Sunday, March 25, 2012

UNION BUDGET- REFORM MEASURES

It was a historic day. The morning served us the budget followed by the ton of tons by Sachin and the day ended with the euphoric dawn of a young cricketing nation in Bangladesh. Two Bengalis had sandwiched a Mumbaikar's feat. But could the budget have achieved the same goals with reforms too was a question that tickled my mind and led to this inaugural blog of the year.

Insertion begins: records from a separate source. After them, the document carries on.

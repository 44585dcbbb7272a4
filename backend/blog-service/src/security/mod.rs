/// Security primitives: password hashing and signed session tokens
pub mod password;
pub mod session;

pub use session::{SessionClaims, SessionKeys};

The high inflationary tendencies had forced the Finance Minister to look out for ways of mopping up surplus funds which could be utilised for the common good. A noble intention but here are some ways by which the same could have been achieved/

The personal tax reforms could have been pushed ahead keeping in view the Direct Taxes code which is likely to come into force in the near future. The threshold limit for taxation could have been raised to a sum of Rs 2.50 lakhs leaving a sum of Rs 7210 uniformly in all hands. This would have acted as a bridge to reach the  Rs 3 lakhs mark in the coming year. The slab of 20% may have been left untinkered or moved to Rs 9 lakhs to compensate the loss across board. The senior citizens could have been given relief till Rs 3 lakhs and the very senior citizens left at the same mark of Rs 5 lakhs.

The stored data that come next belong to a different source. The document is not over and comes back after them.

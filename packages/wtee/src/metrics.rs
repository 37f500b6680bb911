//! Runtime counters for the bridge and its websocket clients.

use chrono::{DateTime, Utc};
use serde::{Deserialize, Serialize};
use std::sync::atomic::{AtomicU64, Ordering};
use std::time::Instant;

use crate::bridge::ChunkOutcome;

#[derive(Debug)]
pub struct BridgeMetrics {
    // Connections
    pub active_connections: AtomicU64,
    pub total_connections: AtomicU64,

    // Input
    pub bytes_read: AtomicU64,
    pub lines_broadcast: AtomicU64,

    // Fan-out
    /// Payloads queued to a client outbox
    pub messages_sent: AtomicU64,
    /// Payloads skipped because an outbox was full or closed
    pub messages_dropped: AtomicU64,

    started_at: DateTime<Utc>,
    start_time: Instant,
}

impl Default for BridgeMetrics {
    fn default() -> Self {
        Self::new()
    }
}

impl BridgeMetrics {
    pub fn new() -> Self {
        Self {
            active_connections: AtomicU64::new(0),
            total_connections: AtomicU64::new(0),
            bytes_read: AtomicU64::new(0),
            lines_broadcast: AtomicU64::new(0),
            messages_sent: AtomicU64::new(0),
            messages_dropped: AtomicU64::new(0),
            started_at: Utc::now(),
            start_time: Instant::now(),
        }
    }

    pub fn connection_opened(&self) {
        self.active_connections.fetch_add(1, Ordering::Relaxed);
        self.total_connections.fetch_add(1, Ordering::Relaxed);
    }

    pub fn connection_closed(&self) {
        self.active_connections.fetch_sub(1, Ordering::Relaxed);
    }

    pub fn record_chunk(&self, outcome: &ChunkOutcome) {
        self.bytes_read
            .fetch_add(outcome.bytes as u64, Ordering::Relaxed);
        if outcome.delivery.delivered > 0 || outcome.delivery.dropped > 0 {
            self.lines_broadcast
                .fetch_add(outcome.lines as u64, Ordering::Relaxed);
        }
        self.messages_sent
            .fetch_add(outcome.delivery.delivered as u64, Ordering::Relaxed);
        self.messages_dropped
            .fetch_add(outcome.delivery.dropped as u64, Ordering::Relaxed);
    }

    pub fn uptime_secs(&self) -> u64 {
        self.start_time.elapsed().as_secs()
    }

    pub fn snapshot(&self) -> MetricsSnapshot {
        MetricsSnapshot {
            started_at: self.started_at,
            uptime_secs: self.uptime_secs(),
            connections: ConnectionMetrics {
                active: self.active_connections.load(Ordering::Relaxed),
                total: self.total_connections.load(Ordering::Relaxed),
            },
            input: InputMetrics {
                bytes_read: self.bytes_read.load(Ordering::Relaxed),
                lines_broadcast: self.lines_broadcast.load(Ordering::Relaxed),
            },
            messages: MessageMetrics {
                sent: self.messages_sent.load(Ordering::Relaxed),
                dropped: self.messages_dropped.load(Ordering::Relaxed),
            },
        }
    }
}

#[derive(Debug, Clone, Serialize, Deserialize)]
pub struct MetricsSnapshot {
    pub started_at: DateTime<Utc>,
    pub uptime_secs: u64,
    pub connections: ConnectionMetrics,
    pub input: InputMetrics,
    pub messages: MessageMetrics,
}

#[derive(Debug, Clone, Serialize, Deserialize)]
pub struct ConnectionMetrics {
    pub active: u64,
    pub total: u64,
}

#[derive(Debug, Clone, Serialize, Deserialize)]
pub struct InputMetrics {
    pub bytes_read: u64,
    pub lines_broadcast: u64,
}

#[derive(Debug, Clone, Serialize, Deserialize)]
pub struct MessageMetrics {
    pub sent: u64,
    pub dropped: u64,
}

As a compensation for these losses a relook could have been had at the deductions given. These deductions could have been classified into three classes namely the savings oriented, the investment oriented and the relief on expenses incurred.

Considering the fact that the least outflow towards tax is at 10% and it is this class which would be conservative in investments and expenditure, as a measure to promote savings, the deductions linked to savings such as the present section 80C  may have been converted as a rebate at the rate of 10% subject to a ceiling of Rs 20000 effectively incentivising a saving of Rs 2 lakhs. This would mean that the classes suffering taxes at 20% and 30% would have to look at better avenues or in the event of they plumping for savings they would part a 10% or 20% extra to the exchequer.

Certain expenses such as medical expenses are incurred and are incentivised in the form of deductions. The move to bring in preventive health care into the ambit of tax relief is welcome. The charities are also a welcome outflow. These deductions which relate to 100% deductions on charity without a ceiling and medical expenses on preventive health care could be moved to a rebate of 20%which would promote the class in the top bracket to be charitable to causes of national interest such as defence, education etc. . They would still be parting an added sum of 10% to the exchequer vis a vis a deduction regime. This should have a cap of 10% of the total income 

The investment climate would be bettered in respect of such relief being provided as a rebate @ 30% motivating the lower classes also to invest to gain additional tax relief. This methodology would ensure a balance between savings and expenditure as well as infuse the markets with the much required funds which are now spiralling a demand oriented inflation. The infrastructure bonds and other bonds could also be brought under this scheme

A vexed issue of capital gains on immovable properties could have been effectively addressed with the new provision for taxation at source. Let us take a scenario wherein the sale consideration is 25 lakhs. In case the seller is a builder he would ordinarily tinker his accounts to offer 8% of the same as his income which amounts to Rs 2 lakhs. The tax liability at the highest slab works out to Rs 61800. The tax liability to turnover ratio is 2.47%. In case of capital gains, most assessees do not reflect these transactions or claim that the same is deposited in capital gains scheme account or is eligible for an exemption. The whole issue becomes a matter for interpretations and litigations in a handful of cases while the rest go scot free. The removal of all these exemptions as well as the capital gains tax on immovable properties would be an ideal situation wherein all cases wherein the transaction is below Rs 50 lakhs the same could be subjected to 1% and any sum in excess of Rs 50 lakhs subjected to 2% tax thus removing administrative costs on this issue. Further, in cases wherein agricultural lands are obtained and later converted for commercial or residential purposes the same tax needs to be imposed. The scheme also needs to be looked at from point of implementation and the sub registrars should be the persons who should remit these taxes using their Tax Deductors account numbers and file returns. The entire tax should be on par with STT with no further tax or refunds arising from such collection. This would effectively nip the litigations in the bud as well as be a money spinner for the Government.

An opportunity lost at the time of presenting the budget could be made good now but who is to bell the cat?